One of the committee's top recommendations: Pay judges more money. "By increasing compensation for the judges, it would attract an even higher caliber of candidates to the job," says Chris Davey, Moyer's spokesman.

This, of course, ignores the fact that jurists are already bringing down some hefty cheese. Starting salary for a municipal judge, the lowest kind of judge in Ohio, is $103,000. That's about double the median income of two-parent families in the state, according to local think tank Policy Matters. Moyer already takes home $138,000 a year.

"I don't call it a reform to say that judges need an increase in salary," says Catherine Turcer, a lobbyist for Ohio Citizen Action and a member of Moyer's committee.

The group also suggested lengthening judges' terms from 6 years to 10 or even 12. "By having judges spending less time campaigning and more time doing their jobs, the process would be depoliticized," says Davey.

But it would also make these rare elections more important. "Imagine the mudslinging," Turcer says. "It would be just nasty."

Look for the final report to include recommendations for discounted greens fees, a 10-hour workweek, and seaside condos in France.

Vanity be thy name
Dennis Kucinich is many things, but "understated" is not one of them. The elfin one came out swinging last week with the feistiest political ad in years.

Airing on hip-hop station 107.9, the ad starts with the K-man saying that civil rights, education, and health care "are not just for a privileged few. They are God-given human rights for everyone."

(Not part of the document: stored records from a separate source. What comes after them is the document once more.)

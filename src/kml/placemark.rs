use crate::{
    error::{ConvertError, CoordinateError, ParseError},
    geofile::feature::{Feature, Geometry},
};

use super::{
    coordinates::{parse_coordinate_list, parse_point},
    diagnostic::Diagnostic,
    document::{KmlDocument, KmlNode},
    styles::StyleColors,
};

pub const DEFAULT_NAME: &str = "名称なし";
/// Marker color for placemarks whose style reference is absent or unresolved.
pub const DEFAULT_MARKER_COLOR: &str = "#007bff";

type GeometryExtractor = fn(KmlNode<'_, '_>) -> Result<Option<Geometry>, CoordinateError>;

/// Tried in order, the first geometry found is used.
const GEOMETRY_EXTRACTORS: [GeometryExtractor; 3] =
    [extract_point, extract_line_string, extract_polygon];

fn coordinates_text<'a>(
    geometry: KmlNode<'a, '_>,
    geometry_name: &'static str,
) -> Result<&'a str, CoordinateError> {
    geometry
        .child("coordinates")
        .map(|coordinates| coordinates.text().unwrap_or_default())
        .ok_or(CoordinateError::MissingElement(geometry_name))
}

fn extract_point(placemark: KmlNode<'_, '_>) -> Result<Option<Geometry>, CoordinateError> {
    let Some(point) = placemark.child("Point") else {
        return Ok(None);
    };
    let coord = parse_point(coordinates_text(point, "Point")?)?;
    Ok(Some(Geometry::Point(coord)))
}

fn extract_line_string(placemark: KmlNode<'_, '_>) -> Result<Option<Geometry>, CoordinateError> {
    let Some(line) = placemark.child("LineString") else {
        return Ok(None);
    };
    let line = parse_coordinate_list(coordinates_text(line, "LineString")?)?;
    Ok(Some(Geometry::LineString(line)))
}

/// Inner boundaries are ignored. A Polygon without outer coordinates yields no geometry.
fn extract_polygon(placemark: KmlNode<'_, '_>) -> Result<Option<Geometry>, CoordinateError> {
    let outer = placemark
        .child("Polygon")
        .and_then(|polygon| polygon.descendant("outerBoundaryIs"))
        .and_then(|boundary| boundary.descendant("coordinates"));
    match outer {
        Some(coordinates) => {
            let ring = parse_coordinate_list(coordinates.text().unwrap_or_default())?;
            Ok(Some(Geometry::Polygon(ring)))
        }
        None => Ok(None),
    }
}

fn extract_geometry(placemark: KmlNode<'_, '_>) -> Result<Option<Geometry>, CoordinateError> {
    for extractor in GEOMETRY_EXTRACTORS {
        if let Some(geometry) = extractor(placemark)? {
            return Ok(Some(geometry));
        }
    }
    Ok(None)
}

fn extract_feature(
    placemark: KmlNode<'_, '_>,
    styles: &StyleColors,
    diagnostics: &mut Vec<Diagnostic>,
) -> Result<Option<Feature>, ConvertError> {
    let name = placemark
        .child("name")
        .map(|name| name.text().unwrap_or_default())
        .unwrap_or(DEFAULT_NAME)
        .to_string();
    let description = placemark
        .child("description")
        .and_then(|description| description.text())
        .unwrap_or_default()
        .to_string();

    let style_url = placemark
        .child("styleUrl")
        .and_then(|style_url| style_url.text())
        .map(str::trim);
    let marker_color = match style_url {
        Some(style_url) => match styles.get(style_url) {
            Some(color) => color,
            None => {
                diagnostics.push(Diagnostic::UnresolvedStyleUrl {
                    placemark: name.clone(),
                    style_url: style_url.to_string(),
                });
                DEFAULT_MARKER_COLOR
            }
        },
        None => DEFAULT_MARKER_COLOR,
    }
    .to_string();

    let geometry = extract_geometry(placemark).map_err(|reason| ParseError::Coordinates {
        placemark: name.clone(),
        reason,
    })?;
    let Some(geometry) = geometry else {
        diagnostics.push(Diagnostic::MissingGeometry { placemark: name });
        return Ok(None);
    };

    Ok(Some(Feature {
        name,
        description,
        marker_color,
        geometry,
    }))
}

/// Extract every placemark with a recognized geometry, in document order.
pub fn extract_features(
    document: &KmlDocument,
    styles: &StyleColors,
) -> Result<Vec<Feature>, ConvertError> {
    extract_features_with_diagnostics(document, styles, &mut Vec::new())
}

/// Like `extract_features`, additionally collecting the data quality issues that were papered over.
pub fn extract_features_with_diagnostics(
    document: &KmlDocument,
    styles: &StyleColors,
    diagnostics: &mut Vec<Diagnostic>,
) -> Result<Vec<Feature>, ConvertError> {
    let mut features = Vec::new();
    for placemark in document.elements("Placemark") {
        if let Some(feature) = extract_feature(placemark, styles, diagnostics)? {
            features.push(feature);
        }
    }
    Ok(features)
}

Next comes the announcer, who blasts President Bush's war in Iraq with a verbal bazooka: "The real weapons of mass destruction are right here at home. Poverty is a weapon of mass destruction. Joblessness is a weapon of mass destruction . . ." -- as are poor health care, homelessness, discrimination, and racism.

Pretty strong stuff for a guy who won't eat hamburgers. "This is a strong candidate," says David Swanson, Kucinich's press secretary.

What's interesting is that the ads were airing in Ohio -- only days from the Iowa caucuses and two weeks before the New Hampshire primary. While Punch would never begrudge the little guy his scamming money from the nuts-and-berries crowd in Marin County and dumping it back in Cleveland, it's more evidence that Kucinich isn't actually running for president. He's just doing what he does best: promoting Kucinich.

Swanson takes umbrage at the thesis. "Contrary to common wisdom, this primary race is not going to be over in Iowa. This is likely to go right down to the convention."

Which means that the K-man is keenly poised to go neck-and-neck with another former race-baiter, Al Sharpton, for the highly sought Participation Award come convention time.

The smell that sells
For as long as people have worn patchouli, other people have wanted to strangle them. But thanks to a Chagrin Falls entrepreneur, now you can smell like the back of a VW van and keep your job at the same time.

It's called Patchouli Blend -- the creation of Valerie Allen, who began wearing the fragrance to her job at a Nordstrom makeup counter. Like all the best herbal concoctions, it was created for personal use only -- but that changed once shoppers got a whiff.

"I'd have people circling around me," Allen says of the smell, a mix of three oils. It's not the first patchouli perfume in the world, but it may be the best.

"People who don't like patchouli will like this. People who like patchouli will love this," says Suzi Smith, former buyer for the Coventry boutique High Tide/Rock Bottom, which stocks the unisex fragrance in quarter-ounce bottles that retail for $17.50. "Most people think patchouli is very pungent, but this is a softer patchouli. As soon as I smelled it, I was like, 'Wow -- that's gonna move.'"

And it has. Hundreds of bottles have sold since High Tide started carrying it. Other area retailers have since jumped aboard, and word-of-mouth has led to sales from Massachusetts to California. Even better: Patchouli Blend is close to securing the best publicity this side of Fritos sponsorship -- a gig on the Home Shopping Network.